### WHAT IS NEEDED
Return the records exactly as they are.

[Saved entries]
══════════

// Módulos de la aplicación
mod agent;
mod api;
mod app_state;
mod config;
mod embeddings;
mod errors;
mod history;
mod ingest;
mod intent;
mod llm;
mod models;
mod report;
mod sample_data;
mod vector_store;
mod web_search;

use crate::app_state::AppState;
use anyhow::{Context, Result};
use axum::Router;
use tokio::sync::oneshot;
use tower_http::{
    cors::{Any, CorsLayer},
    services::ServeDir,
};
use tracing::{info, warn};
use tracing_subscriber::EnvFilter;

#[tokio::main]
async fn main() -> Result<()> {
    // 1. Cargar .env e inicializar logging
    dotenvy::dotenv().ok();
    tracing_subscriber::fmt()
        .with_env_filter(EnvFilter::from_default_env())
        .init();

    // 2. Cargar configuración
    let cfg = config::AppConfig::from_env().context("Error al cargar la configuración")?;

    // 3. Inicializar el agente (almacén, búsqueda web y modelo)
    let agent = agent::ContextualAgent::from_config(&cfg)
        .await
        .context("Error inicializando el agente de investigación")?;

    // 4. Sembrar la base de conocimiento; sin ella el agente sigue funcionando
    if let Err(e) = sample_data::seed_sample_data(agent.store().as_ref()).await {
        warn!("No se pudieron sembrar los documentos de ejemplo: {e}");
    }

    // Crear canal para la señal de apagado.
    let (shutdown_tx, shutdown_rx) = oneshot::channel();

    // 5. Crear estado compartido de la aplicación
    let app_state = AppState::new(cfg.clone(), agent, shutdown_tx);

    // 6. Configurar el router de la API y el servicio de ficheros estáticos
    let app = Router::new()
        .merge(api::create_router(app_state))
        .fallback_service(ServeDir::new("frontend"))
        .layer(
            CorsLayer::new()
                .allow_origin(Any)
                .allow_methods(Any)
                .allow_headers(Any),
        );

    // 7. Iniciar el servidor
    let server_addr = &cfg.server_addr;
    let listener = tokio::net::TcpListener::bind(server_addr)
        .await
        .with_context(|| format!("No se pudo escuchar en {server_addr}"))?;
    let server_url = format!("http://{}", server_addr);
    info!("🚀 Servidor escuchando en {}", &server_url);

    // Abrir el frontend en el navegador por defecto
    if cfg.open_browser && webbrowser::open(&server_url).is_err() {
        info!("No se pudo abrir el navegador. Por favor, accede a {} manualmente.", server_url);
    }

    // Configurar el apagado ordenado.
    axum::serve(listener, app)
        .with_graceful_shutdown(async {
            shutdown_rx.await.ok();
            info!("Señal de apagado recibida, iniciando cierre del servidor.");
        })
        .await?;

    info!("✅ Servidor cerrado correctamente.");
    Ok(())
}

══════════

### WRITTEN REPLY
// Módulos de la aplicación
mod agent;
mod api;
mod app_state;
mod config;
mod embeddings;
mod errors;
mod history;
mod ingest;
mod intent;
mod llm;
mod models;
mod report;
mod sample_data;
mod vector_store;
mod web_search;

use crate::app_state::AppState;
use anyhow::{Context, Result};
use axum::Router;
use tokio::sync::oneshot;
use tower_http::{
    cors::{Any, CorsLayer},
    services::ServeDir,
};
use tracing::{info, warn};
use tracing_subscriber::EnvFilter;

#[tokio::main]
async fn main() -> Result<()> {
    // 1. Cargar .env e inicializar logging
    dotenvy::dotenv().ok();
    tracing_subscriber::fmt()
        .with_env_filter(EnvFilter::from_default_env())
        .init();

    // 2. Cargar configuración
    let cfg = config::AppConfig::from_env().context("Error al cargar la configuración")?;

    // 3. Inicializar el agente (almacén, búsqueda web y modelo)
    let agent = agent::ContextualAgent::from_config(&cfg)
        .await
        .context("Error inicializando el agente de investigación")?;

    // 4. Sembrar la base de conocimiento; sin ella el agente sigue funcionando
    if let Err(e) = sample_data::seed_sample_data(agent.store().as_ref()).await {
        warn!("No se pudieron sembrar los documentos de ejemplo: {e}");
    }

    // Crear canal para la señal de apagado.
    let (shutdown_tx, shutdown_rx) = oneshot::channel();

    // 5. Crear estado compartido de la aplicación
    let app_state = AppState::new(cfg.clone(), agent, shutdown_tx);

    // 6. Configurar el router de la API y el servicio de ficheros estáticos
    let app = Router::new()
        .merge(api::create_router(app_state))
        .fallback_service(ServeDir::new("frontend"))
        .layer(
            CorsLayer::new()
                .allow_origin(Any)
                .allow_methods(Any)
                .allow_headers(Any),
        );

    // 7. Iniciar el servidor
    let server_addr = &cfg.server_addr;
    let listener = tokio::net::TcpListener::bind(server_addr)
        .await
        .with_context(|| format!("No se pudo escuchar en {server_addr}"))?;
    let server_url = format!("http://{}", server_addr);
    info!("🚀 Servidor escuchando en {}", &server_url);

    // Abrir el frontend en el navegador por defecto
    if cfg.open_browser && webbrowser::open(&server_url).is_err() {
        info!("No se pudo abrir el navegador. Por favor, accede a {} manualmente.", server_url);
    }

    // Configurar el apagado ordenado.
    axum::serve(listener, app)
        .with_graceful_shutdown(async {
            shutdown_rx.await.ok();
            info!("Señal de apagado recibida, iniciando cierre del servidor.");
        })
        .await?;

    info!("✅ Servidor cerrado correctamente.");
    Ok(())
}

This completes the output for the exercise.